# Task description:
Copy out every line of the data that follows, exactly.

# Data shown:

//! Centralized theme constants for POS Storefront
//! All colors, sizes, and styling should reference these constants

use egui::Color32;

// =============================================================================
// COLORS - Backgrounds
// =============================================================================
pub const BG_BASE: Color32 = Color32::from_rgb(0xee, 0xef, 0xf1); // window behind the form
pub const BG_CONTAINER: Color32 = Color32::from_rgb(0xf9, 0xf9, 0xf9); // form card
pub const BG_PANEL: Color32 = Color32::WHITE; // product panel
pub const BG_INPUT: Color32 = Color32::WHITE;

// =============================================================================
// COLORS - Text
// =============================================================================
pub const TEXT_PRIMARY: Color32 = Color32::from_rgb(0x21, 0x25, 0x29);
pub const TEXT_ON_BUTTON: Color32 = Color32::WHITE;

// =============================================================================
// COLORS - Borders
// =============================================================================
pub const BORDER_DEFAULT: Color32 = Color32::from_rgb(0xcc, 0xcc, 0xcc);
pub const BORDER_SUBTLE: Color32 = Color32::from_rgb(0xdd, 0xdd, 0xdd);

// =============================================================================
// COLORS - Buttons
// =============================================================================
pub const BTN_PRIMARY: Color32 = Color32::from_rgb(0x00, 0x7b, 0xff); // search
pub const BTN_SUCCESS: Color32 = Color32::from_rgb(0x28, 0xa7, 0x45); // add to cart
pub const BTN_DANGER: Color32 = Color32::from_rgb(0xdc, 0x35, 0x45); // purchase
pub const BTN_DISABLED: Color32 = Color32::from_rgb(0xcc, 0xcc, 0xcc);

// =============================================================================
// TYPOGRAPHY - Font Sizes
// =============================================================================
pub const FONT_TITLE: f32 = 26.0;
pub const FONT_HEADING: f32 = 19.0;
pub const FONT_TOTAL: f32 = 16.0;
pub const FONT_BODY: f32 = 14.0;

// =============================================================================
// DIMENSIONS - Layout
// =============================================================================
pub const CONTAINER_WIDTH: f32 = 400.0;
pub const WINDOW_SIZE: [f32; 2] = [480.0, 680.0];
pub const WINDOW_MIN_SIZE: [f32; 2] = [460.0, 480.0];
pub const MODAL_WIDTH: f32 = 320.0;

// =============================================================================
// DIMENSIONS - Border Radius
// =============================================================================
pub const RADIUS_DEFAULT: f32 = 4.0;
pub const RADIUS_LARGE: f32 = 8.0;

// =============================================================================
// DIMENSIONS - Spacing
// =============================================================================
pub const SPACING_SM: f32 = 5.0;
pub const SPACING_MD: f32 = 10.0;
pub const SPACING_XL: f32 = 20.0;

pub const STROKE_DEFAULT: f32 = 1.0;

// =============================================================================
// HELPER - Apply global visuals
// =============================================================================
pub fn apply_visuals(ctx: &egui::Context) {
    let mut visuals = egui::Visuals::light();
    visuals.panel_fill = BG_BASE;
    visuals.window_fill = BG_PANEL;
    visuals.extreme_bg_color = BG_INPUT;
    visuals.override_text_color = Some(TEXT_PRIMARY);
    visuals.window_corner_radius = egui::CornerRadius::same(RADIUS_LARGE as u8);
    visuals.window_stroke = egui::Stroke::new(STROKE_DEFAULT, BORDER_DEFAULT);
    visuals.widgets.inactive.bg_stroke = egui::Stroke::new(STROKE_DEFAULT, BORDER_DEFAULT);
    visuals.widgets.inactive.corner_radius = RADIUS_DEFAULT.into();
    visuals.widgets.hovered.corner_radius = RADIUS_DEFAULT.into();
    visuals.widgets.active.corner_radius = RADIUS_DEFAULT.into();
    visuals.interact_cursor = Some(egui::CursorIcon::PointingHand);
    ctx.set_visuals(visuals);

    ctx.style_mut(|style| {
        style.interaction.selectable_labels = false;
        style.spacing.item_spacing = egui::vec2(8.0, 6.0);
        style.spacing.button_padding = egui::vec2(12.0, 8.0);
        style.text_styles.insert(egui::TextStyle::Body, egui::FontId::proportional(FONT_BODY));
        style.text_styles.insert(egui::TextStyle::Button, egui::FontId::proportional(FONT_BODY));
    });
}

// =============================================================================
// HELPER - Frames
// =============================================================================

/// Outer card holding the whole form
pub fn container_frame() -> egui::Frame {
    egui::Frame::new()
        .fill(BG_CONTAINER)
        .stroke(egui::Stroke::new(STROKE_DEFAULT, BORDER_DEFAULT))
        .corner_radius(RADIUS_LARGE)
        .inner_margin(egui::Margin::same(SPACING_XL as i8))
}

/// Product info panel
pub fn panel_frame() -> egui::Frame {
    egui::Frame::new()
        .fill(BG_PANEL)
        .stroke(egui::Stroke::new(STROKE_DEFAULT, BORDER_SUBTLE))
        .corner_radius(RADIUS_LARGE)
        .inner_margin(egui::Margin::same(SPACING_MD as i8))
}

pub fn modal_frame() -> egui::Frame {
    egui::Frame::new()
        .fill(BG_PANEL)
        .stroke(egui::Stroke::new(STROKE_DEFAULT, BORDER_DEFAULT))
        .corner_radius(RADIUS_LARGE)
        .inner_margin(SPACING_XL)
}

// =============================================================================
// HELPER - Button styles
// =============================================================================

fn filled_button(text: impl Into<String>, fill: Color32) -> egui::Button<'static> {
    egui::Button::new(egui::RichText::new(text.into()).color(TEXT_ON_BUTTON))
        .fill(fill)
        .stroke(egui::Stroke::NONE)
        .corner_radius(RADIUS_DEFAULT)
}

/// Blue button (search, OK)
pub fn button_primary(text: impl Into<String>) -> egui::Button<'static> {
    filled_button(text, BTN_PRIMARY)
}

/// Green button (add to cart)
pub fn button_success(text: impl Into<String>) -> egui::Button<'static> {
    filled_button(text, BTN_SUCCESS)
}

/// Red purchase button, greyed out when there is nothing to buy
pub fn button_purchase(text: impl Into<String>, enabled: bool) -> egui::Button<'static> {
    filled_button(text, if enabled { BTN_DANGER } else { BTN_DISABLED })
}
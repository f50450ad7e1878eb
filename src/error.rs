//! Error types

use reqwest::StatusCode;
use thiserror::Error;

/// Failure of a single backend call
#[derive(Debug, Error)]
pub enum ApiError {
    /// Connection failure, or a body that could not be read or decoded
    #[error("request failed: {0}")]
    Transport(#[from] reqwest::Error),

    /// Any non-2xx response; `body` is JSON when the server sent JSON, a string otherwise
    #[error("server responded with {status}")]
    Status {
        status: StatusCode,
        body: serde_json::Value,
    },

    #[error("unexpected response body: {0}")]
    Decode(#[from] serde_json::Error),
}

impl ApiError {
    /// Body the server answered with, if a response came back at all
    pub fn response_body(&self) -> Option<&serde_json::Value> {
        match self {
            Self::Status { body, .. } => Some(body),
            _ => None,
        }
    }
}

/// Startup failures that end the program
#[derive(Debug, Error)]
pub enum AppError {
    #[error("failed to start async runtime: {0}")]
    Runtime(#[from] std::io::Error),

    #[error("window system error: {0}")]
    Ui(#[from] eframe::Error),
}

# Written solution:
//! Centralized theme constants for POS Storefront
//! All colors, sizes, and styling should reference these constants

use egui::Color32;

// =============================================================================
// COLORS - Backgrounds
// =============================================================================
pub const BG_BASE: Color32 = Color32::from_rgb(0xee, 0xef, 0xf1); // window behind the form
pub const BG_CONTAINER: Color32 = Color32::from_rgb(0xf9, 0xf9, 0xf9); // form card
pub const BG_PANEL: Color32 = Color32::WHITE; // product panel
pub const BG_INPUT: Color32 = Color32::WHITE;

// =============================================================================
// COLORS - Text
// =============================================================================
pub const TEXT_PRIMARY: Color32 = Color32::from_rgb(0x21, 0x25, 0x29);
pub const TEXT_ON_BUTTON: Color32 = Color32::WHITE;

// =============================================================================
// COLORS - Borders
// =============================================================================
pub const BORDER_DEFAULT: Color32 = Color32::from_rgb(0xcc, 0xcc, 0xcc);
pub const BORDER_SUBTLE: Color32 = Color32::from_rgb(0xdd, 0xdd, 0xdd);

// =============================================================================
// COLORS - Buttons
// =============================================================================
pub const BTN_PRIMARY: Color32 = Color32::from_rgb(0x00, 0x7b, 0xff); // search
pub const BTN_SUCCESS: Color32 = Color32::from_rgb(0x28, 0xa7, 0x45); // add to cart
pub const BTN_DANGER: Color32 = Color32::from_rgb(0xdc, 0x35, 0x45); // purchase
pub const BTN_DISABLED: Color32 = Color32::from_rgb(0xcc, 0xcc, 0xcc);

// =============================================================================
// TYPOGRAPHY - Font Sizes
// =============================================================================
pub const FONT_TITLE: f32 = 26.0;
pub const FONT_HEADING: f32 = 19.0;
pub const FONT_TOTAL: f32 = 16.0;
pub const FONT_BODY: f32 = 14.0;

// =============================================================================
// DIMENSIONS - Layout
// =============================================================================
pub const CONTAINER_WIDTH: f32 = 400.0;
pub const WINDOW_SIZE: [f32; 2] = [480.0, 680.0];
pub const WINDOW_MIN_SIZE: [f32; 2] = [460.0, 480.0];
pub const MODAL_WIDTH: f32 = 320.0;

// =============================================================================
// DIMENSIONS - Border Radius
// =============================================================================
pub const RADIUS_DEFAULT: f32 = 4.0;
pub const RADIUS_LARGE: f32 = 8.0;

// =============================================================================
// DIMENSIONS - Spacing
// =============================================================================
pub const SPACING_SM: f32 = 5.0;
pub const SPACING_MD: f32 = 10.0;
pub const SPACING_XL: f32 = 20.0;

pub const STROKE_DEFAULT: f32 = 1.0;

// =============================================================================
// HELPER - Apply global visuals
// =============================================================================
pub fn apply_visuals(ctx: &egui::Context) {
    let mut visuals = egui::Visuals::light();
    visuals.panel_fill = BG_BASE;
    visuals.window_fill = BG_PANEL;
    visuals.extreme_bg_color = BG_INPUT;
    visuals.override_text_color = Some(TEXT_PRIMARY);
    visuals.window_corner_radius = egui::CornerRadius::same(RADIUS_LARGE as u8);
    visuals.window_stroke = egui::Stroke::new(STROKE_DEFAULT, BORDER_DEFAULT);
    visuals.widgets.inactive.bg_stroke = egui::Stroke::new(STROKE_DEFAULT, BORDER_DEFAULT);
    visuals.widgets.inactive.corner_radius = RADIUS_DEFAULT.into();
    visuals.widgets.hovered.corner_radius = RADIUS_DEFAULT.into();
    visuals.widgets.active.corner_radius = RADIUS_DEFAULT.into();
    visuals.interact_cursor = Some(egui::CursorIcon::PointingHand);
    ctx.set_visuals(visuals);

    ctx.style_mut(|style| {
        style.interaction.selectable_labels = false;
        style.spacing.item_spacing = egui::vec2(8.0, 6.0);
        style.spacing.button_padding = egui::vec2(12.0, 8.0);
        style.text_styles.insert(egui::TextStyle::Body, egui::FontId::proportional(FONT_BODY));
        style.text_styles.insert(egui::TextStyle::Button, egui::FontId::proportional(FONT_BODY));
    });
}

// =============================================================================
// HELPER - Frames
// =============================================================================

/// Outer card holding the whole form
pub fn container_frame() -> egui::Frame {
    egui::Frame::new()
        .fill(BG_CONTAINER)
        .stroke(egui::Stroke::new(STROKE_DEFAULT, BORDER_DEFAULT))
        .corner_radius(RADIUS_LARGE)
        .inner_margin(egui::Margin::same(SPACING_XL as i8))
}

/// Product info panel
pub fn panel_frame() -> egui::Frame {
    egui::Frame::new()
        .fill(BG_PANEL)
        .stroke(egui::Stroke::new(STROKE_DEFAULT, BORDER_SUBTLE))
        .corner_radius(RADIUS_LARGE)
        .inner_margin(egui::Margin::same(SPACING_MD as i8))
}

pub fn modal_frame() -> egui::Frame {
    egui::Frame::new()
        .fill(BG_PANEL)
        .stroke(egui::Stroke::new(STROKE_DEFAULT, BORDER_DEFAULT))
        .corner_radius(RADIUS_LARGE)
        .inner_margin(SPACING_XL)
}

// =============================================================================
// HELPER - Button styles
// =============================================================================

fn filled_button(text: impl Into<String>, fill: Color32) -> egui::Button<'static> {
    egui::Button::new(egui::RichText::new(text.into()).color(TEXT_ON_BUTTON))
        .fill(fill)
        .stroke(egui::Stroke::NONE)
        .corner_radius(RADIUS_DEFAULT)
}

/// Blue button (search, OK)
pub fn button_primary(text: impl Into<String>) -> egui::Button<'static> {
    filled_button(text, BTN_PRIMARY)
}

/// Green button (add to cart)
pub fn button_success(text: impl Into<String>) -> egui::Button<'static> {
    filled_button(text, BTN_SUCCESS)
}

/// Red purchase button, greyed out when there is nothing to buy
pub fn button_purchase(text: impl Into<String>, enabled: bool) -> egui::Button<'static> {
    filled_button(text, if enabled { BTN_DANGER } else { BTN_DISABLED })
}
repository f50450ad7e1878eb
filename src/error.rs
//! Error types

use reqwest::StatusCode;
use thiserror::Error;

/// Failure of a single backend call
#[derive(Debug, Error)]
pub enum ApiError {
    /// Connection failure, or a body that could not be read or decoded
    #[error("request failed: {0}")]
    Transport(#[from] reqwest::Error),

    /// Any non-2xx response; `body` is JSON when the server sent JSON, a string otherwise
    #[error("server responded with {status}")]
    Status {
        status: StatusCode,
        body: serde_json::Value,
    },

    #[error("unexpected response body: {0}")]
    Decode(#[from] serde_json::Error),
}

impl ApiError {
    /// Body the server answered with, if a response came back at all
    pub fn response_body(&self) -> Option<&serde_json::Value> {
        match self {
            Self::Status { body, .. } => Some(body),
            _ => None,
        }
    }
}

/// Startup failures that end the program
#[derive(Debug, Error)]
pub enum AppError {
    #[error("failed to start async runtime: {0}")]
    Runtime(#[from] std::io::Error),

    #[error("window system error: {0}")]
    Ui(#[from] eframe::Error),
}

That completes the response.